BEGIN

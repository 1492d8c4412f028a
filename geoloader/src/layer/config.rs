//! Layer configuration.
//!
//! [`LayerOptions`] is the loose, builder-style input; [`LayerConfig`] is the
//! validated form a [`super::DynamicLayer`] is built from. Options can also
//! be read from an INI file:
//!
//! ```ini
//! [layer]
//! url = https://example.com/points?bbox={minlat},{minlng},{maxlat},{maxlng}
//! id_field = uuid
//! icon = pin
//! timeout_secs = 10
//!
//! [params]
//! category = museum
//!
//! [data]
//! lang = en
//! ```

use std::collections::BTreeMap;
use std::path::{Path, PathBuf};

use ini::Ini;
use serde_json::{Map, Value};

use super::error::ConfigError;
use crate::icon::{Icon, IconPolicy};
use crate::record::{RecordFields, DEFAULT_ID_FIELD, DEFAULT_LAT_FIELD, DEFAULT_LNG_FIELD};
use crate::request::{RequestBuilder, UrlTemplate};
use crate::transport::DEFAULT_TIMEOUT_SECS;

/// INI section holding scalar options.
pub const LAYER_SECTION: &str = "layer";

/// INI section holding extra query parameters.
pub const PARAMS_SECTION: &str = "params";

/// INI section holding the request payload.
pub const DATA_SECTION: &str = "data";

/// Default location of the layer configuration file.
pub fn default_config_path() -> Option<PathBuf> {
    dirs::config_dir().map(|dir| dir.join("geoloader").join("layer.ini"))
}

/// Construction options for a dynamic layer.
#[derive(Debug, Clone)]
pub struct LayerOptions {
    /// Fetch URL template. Required.
    pub url: Option<String>,
    /// Identifier field name.
    pub id_field: String,
    /// Latitude field name.
    pub lat_field: String,
    /// Longitude field name.
    pub lng_field: String,
    /// Marker icon policy.
    pub icon: IconPolicy,
    /// Extra query parameters appended to every request.
    pub params: BTreeMap<String, String>,
    /// Payload passed through to the transport.
    pub data: Option<Value>,
    /// Transport timeout in seconds.
    pub timeout_secs: u64,
}

impl Default for LayerOptions {
    fn default() -> Self {
        Self {
            url: None,
            id_field: DEFAULT_ID_FIELD.to_string(),
            lat_field: DEFAULT_LAT_FIELD.to_string(),
            lng_field: DEFAULT_LNG_FIELD.to_string(),
            icon: IconPolicy::Default,
            params: BTreeMap::new(),
            data: None,
            timeout_secs: DEFAULT_TIMEOUT_SECS,
        }
    }
}

impl LayerOptions {
    /// Options with the given URL template and defaults for everything else.
    pub fn new(url: impl Into<String>) -> Self {
        Self {
            url: Some(url.into()),
            ..Self::default()
        }
    }

    /// Set the identifier field name.
    pub fn with_id_field(mut self, field: impl Into<String>) -> Self {
        self.id_field = field.into();
        self
    }

    /// Set the coordinate field names.
    pub fn with_coordinate_fields(
        mut self,
        lat_field: impl Into<String>,
        lng_field: impl Into<String>,
    ) -> Self {
        self.lat_field = lat_field.into();
        self.lng_field = lng_field.into();
        self
    }

    /// Set the icon policy.
    pub fn with_icon(mut self, icon: IconPolicy) -> Self {
        self.icon = icon;
        self
    }

    /// Add one extra query parameter.
    pub fn with_param(mut self, key: impl Into<String>, value: impl Into<String>) -> Self {
        self.params.insert(key.into(), value.into());
        self
    }

    /// Set the transport payload.
    pub fn with_data(mut self, data: Value) -> Self {
        self.data = Some(data);
        self
    }

    /// Set the transport timeout.
    pub fn with_timeout_secs(mut self, secs: u64) -> Self {
        self.timeout_secs = secs;
        self
    }

    /// Read options from an INI file.
    pub fn from_file(path: &Path) -> Result<Self, ConfigError> {
        let ini = Ini::load_from_file(path)
            .map_err(|e| ConfigError::Ini(format!("{}: {}", path.display(), e)))?;
        Self::from_ini(&ini)
    }

    /// Read options from INI text.
    pub fn from_ini_str(text: &str) -> Result<Self, ConfigError> {
        let ini = Ini::load_from_str(text).map_err(|e| ConfigError::Ini(e.to_string()))?;
        Self::from_ini(&ini)
    }

    fn from_ini(ini: &Ini) -> Result<Self, ConfigError> {
        let mut options = Self::default();

        if let Some(layer) = ini.section(Some(LAYER_SECTION)) {
            options.url = layer.get("url").map(str::to_string);
            if let Some(v) = layer.get("id_field") {
                options.id_field = v.to_string();
            }
            if let Some(v) = layer.get("lat_field") {
                options.lat_field = v.to_string();
            }
            if let Some(v) = layer.get("lng_field") {
                options.lng_field = v.to_string();
            }
            if let Some(v) = layer.get("icon") {
                options.icon = IconPolicy::Fixed(Icon::named(v));
            }
            if let Some(v) = layer.get("timeout_secs") {
                options.timeout_secs = v.trim().parse().map_err(|_| ConfigError::InvalidValue {
                    key: "timeout_secs".to_string(),
                    value: v.to_string(),
                })?;
            }
        }

        if let Some(params) = ini.section(Some(PARAMS_SECTION)) {
            for (key, value) in params.iter() {
                options.params.insert(key.to_string(), value.to_string());
            }
        }

        if let Some(data) = ini.section(Some(DATA_SECTION)) {
            let payload: Map<String, Value> = data
                .iter()
                .map(|(k, v)| (k.to_string(), Value::String(v.to_string())))
                .collect();
            if !payload.is_empty() {
                options.data = Some(Value::Object(payload));
            }
        }

        Ok(options)
    }
}

/// Validated layer configuration.
#[derive(Debug, Clone)]
pub struct LayerConfig {
    /// Parsed URL template.
    pub template: UrlTemplate,
    /// Field names.
    pub fields: RecordFields,
    /// Marker icon policy.
    pub icon: IconPolicy,
    /// Extra query parameters.
    pub params: BTreeMap<String, String>,
    /// Transport payload.
    pub data: Option<Value>,
    /// Transport timeout in seconds.
    pub timeout_secs: u64,
}

impl LayerConfig {
    /// Validate options.
    ///
    /// Fails if the URL is missing or empty, names an unknown placeholder, or
    /// if any field name is empty.
    pub fn from_options(options: LayerOptions) -> Result<Self, ConfigError> {
        let url = options.url.ok_or(ConfigError::MissingUrl)?;
        if url.trim().is_empty() {
            return Err(ConfigError::MissingUrl);
        }
        let template = UrlTemplate::parse(&url)?;

        for (name, value) in [
            ("id_field", &options.id_field),
            ("lat_field", &options.lat_field),
            ("lng_field", &options.lng_field),
        ] {
            if value.trim().is_empty() {
                return Err(ConfigError::EmptyField(name));
            }
        }

        Ok(Self {
            template,
            fields: RecordFields {
                id: options.id_field,
                lat: options.lat_field,
                lng: options.lng_field,
            },
            icon: options.icon,
            params: options.params,
            data: options.data,
            timeout_secs: options.timeout_secs,
        })
    }

    /// Request builder for this configuration.
    pub fn request_builder(&self) -> RequestBuilder {
        RequestBuilder::new(self.template.clone(), self.params.clone(), self.data.clone())
    }
}

#[cfg(test)]
mod tests {
    use super::*;
    use serde_json::json;

    const URL: &str = "http://x/?bbox={minlat},{minlng},{maxlat},{maxlng}";

    #[test]
    fn test_defaults() {
        let config = LayerConfig::from_options(LayerOptions::new(URL)).unwrap();
        assert_eq!(config.fields, RecordFields::default());
        assert_eq!(config.timeout_secs, DEFAULT_TIMEOUT_SECS);
        assert!(config.params.is_empty());
        assert!(config.data.is_none());
    }

    #[test]
    fn test_missing_url_is_fatal() {
        let err = LayerConfig::from_options(LayerOptions::default()).unwrap_err();
        assert_eq!(err, ConfigError::MissingUrl);

        let err = LayerConfig::from_options(LayerOptions::new("")).unwrap_err();
        assert_eq!(err, ConfigError::MissingUrl);
    }

    #[test]
    fn test_unknown_placeholder_is_fatal() {
        let err = LayerConfig::from_options(LayerOptions::new("http://x/{z}/{x}/{y}")).unwrap_err();
        assert!(matches!(err, ConfigError::Template(_)));
    }

    #[test]
    fn test_empty_field_name_is_fatal() {
        let err =
            LayerConfig::from_options(LayerOptions::new(URL).with_id_field(" ")).unwrap_err();
        assert_eq!(err, ConfigError::EmptyField("id_field"));
    }

    #[test]
    fn test_builder_methods() {
        let options = LayerOptions::new(URL)
            .with_id_field("uuid")
            .with_coordinate_fields("y", "x")
            .with_param("type", "cafe")
            .with_data(json!({"lang": "en"}))
            .with_timeout_secs(5);
        let config = LayerConfig::from_options(options).unwrap();

        assert_eq!(config.fields.id, "uuid");
        assert_eq!(config.fields.lat, "y");
        assert_eq!(config.fields.lng, "x");
        assert_eq!(config.params.get("type").map(String::as_str), Some("cafe"));
        assert_eq!(config.data, Some(json!({"lang": "en"})));
        assert_eq!(config.timeout_secs, 5);
    }

    #[test]
    fn test_from_ini_str() {
        let text = "\
[layer]
url = http://x/?b={minlat},{minlng},{maxlat},{maxlng}
id_field = uuid
icon = pin
timeout_secs = 12

[params]
category = museum

[data]
lang = en
";
        let options = LayerOptions::from_ini_str(text).unwrap();
        assert_eq!(
            options.url.as_deref(),
            Some("http://x/?b={minlat},{minlng},{maxlat},{maxlng}")
        );
        assert_eq!(options.id_field, "uuid");
        assert_eq!(options.lat_field, "lat");
        assert_eq!(options.timeout_secs, 12);
        assert_eq!(
            options.params.get("category").map(String::as_str),
            Some("museum")
        );
        assert_eq!(options.data, Some(json!({"lang": "en"})));
        assert!(matches!(options.icon, IconPolicy::Fixed(ref i) if i.name() == "pin"));
    }

    #[test]
    fn test_from_ini_without_url_fails_validation() {
        let options = LayerOptions::from_ini_str("[params]\na = 1\n").unwrap();
        assert_eq!(
            LayerConfig::from_options(options).unwrap_err(),
            ConfigError::MissingUrl
        );
    }

    #[test]
    fn test_from_ini_invalid_timeout() {
        let err = LayerOptions::from_ini_str("[layer]\nurl = http://x/\ntimeout_secs = soon\n")
            .unwrap_err();
        assert!(matches!(err, ConfigError::InvalidValue { ref key, .. } if key == "timeout_secs"));
    }

    #[test]
    fn test_from_file() {
        let dir = tempfile::tempdir().unwrap();
        let path = dir.path().join("layer.ini");
        std::fs::write(&path, format!("[layer]\nurl = {}\n", URL)).unwrap();

        let options = LayerOptions::from_file(&path).unwrap();
        assert_eq!(options.url.as_deref(), Some(URL));
    }

    #[test]
    fn test_from_missing_file() {
        let err = LayerOptions::from_file(Path::new("/nonexistent/geoloader/layer.ini"))
            .unwrap_err();
        assert!(matches!(err, ConfigError::Ini(_)));
    }

    #[test]
    fn test_default_config_path_ends_with_file_name() {
        if let Some(path) = default_config_path() {
            assert!(path.ends_with("geoloader/layer.ini"));
        }
    }
}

END

Only the number is wanted: how many lines of the data contain the word "parameters"?

- _Task answer_
3